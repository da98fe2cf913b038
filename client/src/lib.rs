//! SDK for playing encrypted wars.
//!
//! [Client] talks to the ledger, [decryption::Decryptor] runs the user decryption protocol against
//! the oracle and [game::Game] ties both together with a [cache::ValueCache] of revealed values.

mod backoff;
pub mod cache;
pub mod client;
pub mod config;
pub mod decryption;
pub mod game;

pub use cache::ValueCache;
pub use client::{Client, RetryPolicy};
pub use decryption::{
    Cleartext, Credential, Decryptor, EphemeralKeypair, HttpOracle, LocalCredential, Oracle,
};
pub use game::{Game, Reveal, RoundOutcome};

use encwars_types::{ErrorKind, GameError, Handle};
use thiserror::Error;

/// Error type for client operations.
#[derive(Error, Debug)]
pub enum Error {
    #[error("reqwest error: {0}")]
    Reqwest(#[from] reqwest::Error),
    #[error("failed: {0}")]
    Failed(reqwest::StatusCode),
    #[error("failed: {status}: {body}")]
    FailedWithBody {
        status: reqwest::StatusCode,
        body: String,
    },
    #[error("invalid data: {0}")]
    InvalidData(#[from] commonware_codec::Error),
    #[error("unexpected response")]
    UnexpectedResponse,
    #[error("URL parse error: {0}")]
    Url(#[from] url::ParseError),
    #[error("invalid URL scheme: {0} (expected http or https)")]
    InvalidScheme(String),
    #[error("{kind} error: {message}")]
    Rejected { kind: ErrorKind, message: String },
    #[error(transparent)]
    Game(#[from] GameError),
    #[error("signer unavailable: {0}")]
    SignerUnavailable(String),
    #[error("decryption service not ready")]
    ServiceNotReady,
    #[error("authorization rejected: {0}")]
    AuthorizationRejected(String),
    #[error("decryption grant expired")]
    GrantExpired,
    #[error("handle {0} is unset")]
    SentinelHandle(Handle),
}

impl Error {
    pub fn kind(&self) -> ErrorKind {
        match self {
            Error::Reqwest(_) | Error::SignerUnavailable(_) | Error::ServiceNotReady => {
                ErrorKind::Availability
            }
            Error::Failed(status) | Error::FailedWithBody { status, .. } => {
                if status.is_server_error() || *status == reqwest::StatusCode::TOO_MANY_REQUESTS {
                    ErrorKind::Availability
                } else {
                    ErrorKind::Validation
                }
            }
            Error::InvalidData(_)
            | Error::UnexpectedResponse
            | Error::Url(_)
            | Error::InvalidScheme(_) => ErrorKind::Validation,
            Error::Rejected { kind, .. } => *kind,
            Error::Game(err) => err.kind(),
            Error::AuthorizationRejected(_) | Error::GrantExpired => ErrorKind::Authorization,
            Error::SentinelHandle(_) => ErrorKind::State,
        }
    }

    /// Whether repeating the operation (with a fresh grant, for decryption) may succeed.
    pub fn is_retryable(&self) -> bool {
        matches!(self, Error::GrantExpired) || self.kind().is_retryable()
    }
}

/// Result type for client operations.
pub type Result<T> = std::result::Result<T, Error>;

________________

● **Problem**: Repeat the material word for word.

● **Response to this exercise**:
repository da98fe2cf913b038
filename client/src/lib.rs
//! SDK for playing encrypted wars.
//!
//! [Client] talks to the ledger, [decryption::Decryptor] runs the user decryption protocol against
//! the oracle and [game::Game] ties both together with a [cache::ValueCache] of revealed values.

mod backoff;
pub mod cache;
pub mod client;
pub mod config;
pub mod decryption;
pub mod game;

pub use cache::ValueCache;
pub use client::{Client, RetryPolicy};
pub use decryption::{
    Cleartext, Credential, Decryptor, EphemeralKeypair, HttpOracle, LocalCredential, Oracle,
};
pub use game::{Game, Reveal, RoundOutcome};

use encwars_types::{ErrorKind, GameError, Handle};
use thiserror::Error;

/// Error type for client operations.
#[derive(Error, Debug)]
pub enum Error {
    #[error("reqwest error: {0}")]
    Reqwest(#[from] reqwest::Error),
    #[error("failed: {0}")]
    Failed(reqwest::StatusCode),
    #[error("failed: {status}: {body}")]
    FailedWithBody {
        status: reqwest::StatusCode,
        body: String,
    },
    #[error("invalid data: {0}")]
    InvalidData(#[from] commonware_codec::Error),
    #[error("unexpected response")]
    UnexpectedResponse,
    #[error("URL parse error: {0}")]
    Url(#[from] url::ParseError),
    #[error("invalid URL scheme: {0} (expected http or https)")]
    InvalidScheme(String),
    #[error("{kind} error: {message}")]
    Rejected { kind: ErrorKind, message: String },
    #[error(transparent)]
    Game(#[from] GameError),
    #[error("signer unavailable: {0}")]
    SignerUnavailable(String),
    #[error("decryption service not ready")]
    ServiceNotReady,
    #[error("authorization rejected: {0}")]
    AuthorizationRejected(String),
    #[error("decryption grant expired")]
    GrantExpired,
    #[error("handle {0} is unset")]
    SentinelHandle(Handle),
}

impl Error {
    pub fn kind(&self) -> ErrorKind {
        match self {
            Error::Reqwest(_) | Error::SignerUnavailable(_) | Error::ServiceNotReady => {
                ErrorKind::Availability
            }
            Error::Failed(status) | Error::FailedWithBody { status, .. } => {
                if status.is_server_error() || *status == reqwest::StatusCode::TOO_MANY_REQUESTS {
                    ErrorKind::Availability
                } else {
                    ErrorKind::Validation
                }
            }
            Error::InvalidData(_)
            | Error::UnexpectedResponse
            | Error::Url(_)
            | Error::InvalidScheme(_) => ErrorKind::Validation,
            Error::Rejected { kind, .. } => *kind,
            Error::Game(err) => err.kind(),
            Error::AuthorizationRejected(_) | Error::GrantExpired => ErrorKind::Authorization,
            Error::SentinelHandle(_) => ErrorKind::State,
        }
    }

    /// Whether repeating the operation (with a fresh grant, for decryption) may succeed.
    pub fn is_retryable(&self) -> bool {
        matches!(self, Error::GrantExpired) || self.kind().is_retryable()
    }
}

/// Result type for client operations.
pub type Result<T> = std::result::Result<T, Error>;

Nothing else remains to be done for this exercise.